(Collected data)
※

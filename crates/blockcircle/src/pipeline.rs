//! # Circle Pipeline
//!
//! Recompute-on-change composition of the engine stages.
//!
//! ```text
//! apply(config):
//! ┌─────────────────────────────────────────────────────────────────┐
//! │ 1. BUILD     BlockCache::get(config)  (solve + build, memoized)  │
//! │ 2. PLAN      ScaleParams::plan(radius, canvas extent)            │
//! │ 3. RENDER    GridRenderer::render(surface?, plan, blocks)        │
//! └─────────────────────────────────────────────────────────────────┘
//!
//! export_*():
//! ┌─────────────────────────────────────────────────────────────────┐
//! │ 1. BUILD     BlockCache::get(config)  (same Arc as the preview)  │
//! │ 2. EXPORT    PNG snapshot of the surface / JSON block document   │
//! └─────────────────────────────────────────────────────────────────┘
//! ```
//!
//! Every change starts from scratch. Nothing from the previous
//! configuration is carried over except cached block sets.

use std::sync::Arc;

use blockcircle_core::{BlockCache, CacheStats, CircleConfig, CircleStats, CoordinateSet};
use blockcircle_export::{export_document, export_raster, file_name, ExportKind, ExportResult};
use blockcircle_rendering::{GridRenderer, ScalePlan, Surface};

use crate::settings::{EngineSettings, SettingsResult};

/// Owns the current configuration and everything derived from it.
pub struct CirclePipeline {
    settings: EngineSettings,
    renderer: GridRenderer,
    cache: BlockCache,
    surface: Option<Surface>,
    config: CircleConfig,
    blocks: Arc<CoordinateSet>,
    plan: ScalePlan,
}

impl CirclePipeline {
    /// Creates a pipeline showing the default circle, with no surface yet.
    ///
    /// # Errors
    ///
    /// Returns the [`EngineSettings::validate`] error for unusable settings.
    pub fn new(settings: EngineSettings) -> SettingsResult<Self> {
        settings.validate()?;
        Ok(Self::with_valid_settings(settings))
    }

    fn with_valid_settings(settings: EngineSettings) -> Self {
        let cache = BlockCache::new();
        let config = CircleConfig::default();
        let blocks = cache.get(config);
        let plan = settings.scale.plan(config.radius(), settings.canvas_extent_px);

        Self {
            settings,
            renderer: GridRenderer::new(settings.palette),
            cache,
            surface: None,
            config,
            blocks,
            plan,
        }
    }

    /// Allocates the preview canvas and draws the current circle on it.
    pub fn attach_surface(&mut self) {
        self.surface = Some(Surface::square(self.settings.canvas_extent_px));
        self.redraw();
    }

    /// Releases the preview canvas, returning its last contents.
    pub fn detach_surface(&mut self) -> Option<Surface> {
        self.surface.take()
    }

    /// Switches to `config` and recomputes the preview.
    pub fn apply(&mut self, config: CircleConfig) {
        tracing::info!(radius = config.radius(), mode = %config.mode(), "configuration changed");

        self.config = config;
        self.blocks = self.cache.get(config);
        self.plan = self
            .settings
            .scale
            .plan(config.radius(), self.settings.canvas_extent_px);
        self.redraw();
    }

    fn redraw(&mut self) {
        self.renderer
            .render(self.surface.as_mut(), &self.plan, &self.blocks);
    }

    /// PNG snapshot of the preview.
    ///
    /// # Errors
    ///
    /// Returns [`blockcircle_export::ExportError::Precondition`] if no
    /// surface is attached.
    pub fn export_raster(&self) -> ExportResult<Vec<u8>> {
        let png = export_raster(self.surface.as_ref())?;
        self.log_export(ExportKind::Png, png.len());
        Ok(png)
    }

    /// JSON block document for the current configuration.
    ///
    /// # Errors
    ///
    /// Returns [`blockcircle_export::ExportError::Json`] if serialization
    /// fails.
    pub fn export_document(&self) -> ExportResult<Vec<u8>> {
        let blocks = self.cache.get(self.config);
        let json = export_document(self.config, &blocks)?;
        self.log_export(ExportKind::Json, json.len());
        Ok(json)
    }

    fn log_export(&self, kind: ExportKind, bytes: usize) {
        tracing::info!(
            file = %self.export_file_name(kind),
            mime = kind.mime_type(),
            bytes,
            "export ready"
        );
    }

    /// File name an export of `kind` should be saved under.
    #[must_use]
    pub fn export_file_name(&self, kind: ExportKind) -> String {
        file_name(self.config, kind)
    }

    /// Current configuration.
    #[must_use]
    pub const fn config(&self) -> CircleConfig {
        self.config
    }

    /// Blocks of the current configuration.
    #[must_use]
    pub fn blocks(&self) -> &CoordinateSet {
        &self.blocks
    }

    /// Scale plan of the current configuration.
    #[must_use]
    pub const fn plan(&self) -> &ScalePlan {
        &self.plan
    }

    /// Preview canvas, if attached.
    #[must_use]
    pub const fn surface(&self) -> Option<&Surface> {
        self.surface.as_ref()
    }

    /// Settings the pipeline was built with.
    #[must_use]
    pub const fn settings(&self) -> &EngineSettings {
        &self.settings
    }

    /// Diameter and block count of the current configuration.
    #[must_use]
    pub fn stats(&self) -> CircleStats {
        CircleStats::new(self.config, &self.blocks)
    }

    /// Block cache counters.
    #[must_use]
    pub fn cache_stats(&self) -> CacheStats {
        self.cache.stats()
    }
}

impl Default for CirclePipeline {
    fn default() -> Self {
        Self::with_valid_settings(EngineSettings::default())
    }
}
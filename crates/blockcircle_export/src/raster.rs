//! # Raster Export
//!
//! Lossless PNG snapshot of a rendered [`Surface`].

use blockcircle_rendering::Surface;
use image::codecs::png::PngEncoder;
use image::{ExtendedColorType, ImageEncoder};

use crate::error::{ExportError, ExportResult};

/// Encodes the current contents of `surface` as PNG.
///
/// # Errors
///
/// Returns [`ExportError::Precondition`] when no surface is attached and
/// [`ExportError::Encode`] if the encoder fails.
pub fn export_raster(surface: Option<&Surface>) -> ExportResult<Vec<u8>> {
    let surface = surface.ok_or(ExportError::Precondition(
        "no render surface attached; nothing to snapshot",
    ))?;

    let mut png = Vec::with_capacity(surface.as_bytes().len() / 4);
    PngEncoder::new(&mut png).write_image(
        surface.as_bytes(),
        surface.width(),
        surface.height(),
        ExtendedColorType::Rgba8,
    )?;

    tracing::debug!(
        width = surface.width(),
        height = surface.height(),
        bytes = png.len(),
        "raster exported"
    );
    Ok(png)
}
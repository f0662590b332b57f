//! # BLOCKCIRCLE Export
//!
//! Turns a rendered preview and its block set into files.
//!
//! - `export_raster`: PNG bytes of a [`blockcircle_rendering::Surface`]
//! - `export_document`: JSON block list with a stable schema
//! - `file_name`: `minecraft-circle-r{radius}-{mode}.{png,json}`
//!
//! Writing the bytes anywhere is the caller's business.

#![deny(missing_docs)]
#![deny(unsafe_code)]
#![deny(clippy::all)]
#![warn(clippy::pedantic)]
#![deny(clippy::perf)]

pub mod document;
pub mod error;
pub mod naming;
pub mod raster;

pub use document::{export_document, CircleDocument};
pub use error::{ExportError, ExportResult};
pub use naming::{file_name, ExportKind, FILE_PREFIX};
pub use raster::export_raster;
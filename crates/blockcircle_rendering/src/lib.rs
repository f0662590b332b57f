//! # BLOCKCIRCLE Rendering
//!
//! CPU renderer for circle previews.
//!
//! ## Architecture
//!
//! ```text
//! ┌──────────────────────────────────────────────────────────┐
//! │                    PREVIEW PIPELINE                      │
//! ├──────────────────────────────────────────────────────────┤
//! │  radius ──> ScaleParams::plan ──> ScalePlan              │
//! │                                       │                  │
//! │  CoordinateSet ──────────────> GridRenderer ──> Surface  │
//! └──────────────────────────────────────────────────────────┘
//! ```
//!
//! The surface belongs to the caller. The renderer keeps no state between
//! calls beyond its palette.

#![deny(missing_docs)]
#![deny(unsafe_code)]
#![deny(clippy::all)]
#![warn(clippy::pedantic)]
#![deny(clippy::perf)]

pub mod renderer;
pub mod scale;
pub mod style;
pub mod surface;

pub use renderer::GridRenderer;
pub use scale::{plan, InvalidScale, ScaleParams, ScalePlan, DEFAULT_CANVAS_EXTENT_PX};
pub use style::{BlockStyle, Color, InvalidColor, Palette};
pub use surface::Surface;
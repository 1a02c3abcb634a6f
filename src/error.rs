//! Typed errors and HTTP mapping.

use axum::{
    http::StatusCode,
    response::{IntoResponse, Response},
    Json,
};
use serde::Serialize;
use sqlx::error::ErrorKind;
use thiserror::Error;

#[derive(Error, Debug)]
pub enum ConfigError {
    #[error("invalid value for {key}: '{value}'")]
    Invalid { key: &'static str, value: String },
}

#[derive(Error, Debug)]
pub enum AppError {
    #[error("{0}")]
    NotFound(String),
    #[error("validation: {0}")]
    Validation(String),
    #[error("database: {0}")]
    Db(sqlx::Error),
    #[error("conflict: {0}")]
    Conflict(String),
    #[error("bad request: {0}")]
    BadRequest(String),
    #[error("payload too large: {0}")]
    PayloadTooLarge(String),
}

impl AppError {
    pub fn status(&self) -> StatusCode {
        match self {
            AppError::NotFound(_) => StatusCode::NOT_FOUND,
            AppError::Validation(_) | AppError::BadRequest(_) => StatusCode::BAD_REQUEST,
            AppError::Conflict(_) => StatusCode::CONFLICT,
            AppError::PayloadTooLarge(_) => StatusCode::PAYLOAD_TOO_LARGE,
            AppError::Db(_) => StatusCode::INTERNAL_SERVER_ERROR,
        }
    }

    fn code(&self) -> &'static str {
        match self {
            AppError::NotFound(_) => "not_found",
            AppError::Validation(_) => "validation_error",
            AppError::Conflict(_) => "conflict",
            AppError::BadRequest(_) => "bad_request",
            AppError::PayloadTooLarge(_) => "payload_too_large",
            AppError::Db(_) => "database_error",
        }
    }
}

/// Classifies store errors: constraint violations become client errors, the rest stay `Db`.
/// Constraint and column names stay in the log, never in the response.
impl From<sqlx::Error> for AppError {
    fn from(e: sqlx::Error) -> Self {
        if let sqlx::Error::RowNotFound = e {
            return AppError::NotFound("row not found".into());
        }
        let classified = e.as_database_error().and_then(|db| {
            let err = match db.kind() {
                ErrorKind::UniqueViolation => {
                    AppError::Conflict("a record with the same value already exists".into())
                }
                ErrorKind::ForeignKeyViolation => {
                    AppError::Conflict("the record references or is referenced by another record".into())
                }
                ErrorKind::NotNullViolation => AppError::BadRequest("a required value is missing".into()),
                ErrorKind::CheckViolation => AppError::BadRequest("a value violates a column constraint".into()),
                _ => return None,
            };
            tracing::debug!(error = %db.message(), constraint = ?db.constraint(), "constraint violation");
            Some(err)
        });
        classified.unwrap_or(AppError::Db(e))
    }
}

/// True when the error is a unique violation reported by PostgreSQL.
pub fn is_unique_violation(e: &sqlx::Error) -> bool {
    matches!(e, sqlx::Error::Database(db) if matches!(db.kind(), ErrorKind::UniqueViolation))
}

/// True when the error is a foreign-key violation reported by PostgreSQL.
pub fn is_foreign_key_violation(e: &sqlx::Error) -> bool {
    matches!(e, sqlx::Error::Database(db) if matches!(db.kind(), ErrorKind::ForeignKeyViolation))
}

#[derive(Serialize)]
pub struct ErrorBody {
    pub error: ErrorDetail,
}

#[derive(Serialize)]
pub struct ErrorDetail {
    pub code: String,
    pub message: String,
}

impl IntoResponse for AppError {
    fn into_response(self) -> Response {
        let status = self.status();
        let message = match &self {
            AppError::Db(e) => {
                tracing::error!(error = %e, "database error");
                "internal database error".to_string()
            }
            _ => self.to_string(),
        };
        let body = ErrorBody {
            error: ErrorDetail {
                code: self.code().to_string(),
                message,
            },
        };
        (status, Json(body)).into_response()
    }
}
//! Data access for contacts and categories, plus request validation.

mod categories;
mod contacts;
mod crud;
mod validation;
pub use categories::CategoryService;
pub use contacts::ContactService;
pub use validation::{Format, RequestValidator, ValidationRule};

※

TASK PROMPT:
Go through the records and copy each line with "reported" in it.

OUTPUT OF THE EXERCISE:
/// True when the error is a unique violation reported by PostgreSQL.
/// True when the error is a foreign-key violation reported by PostgreSQL.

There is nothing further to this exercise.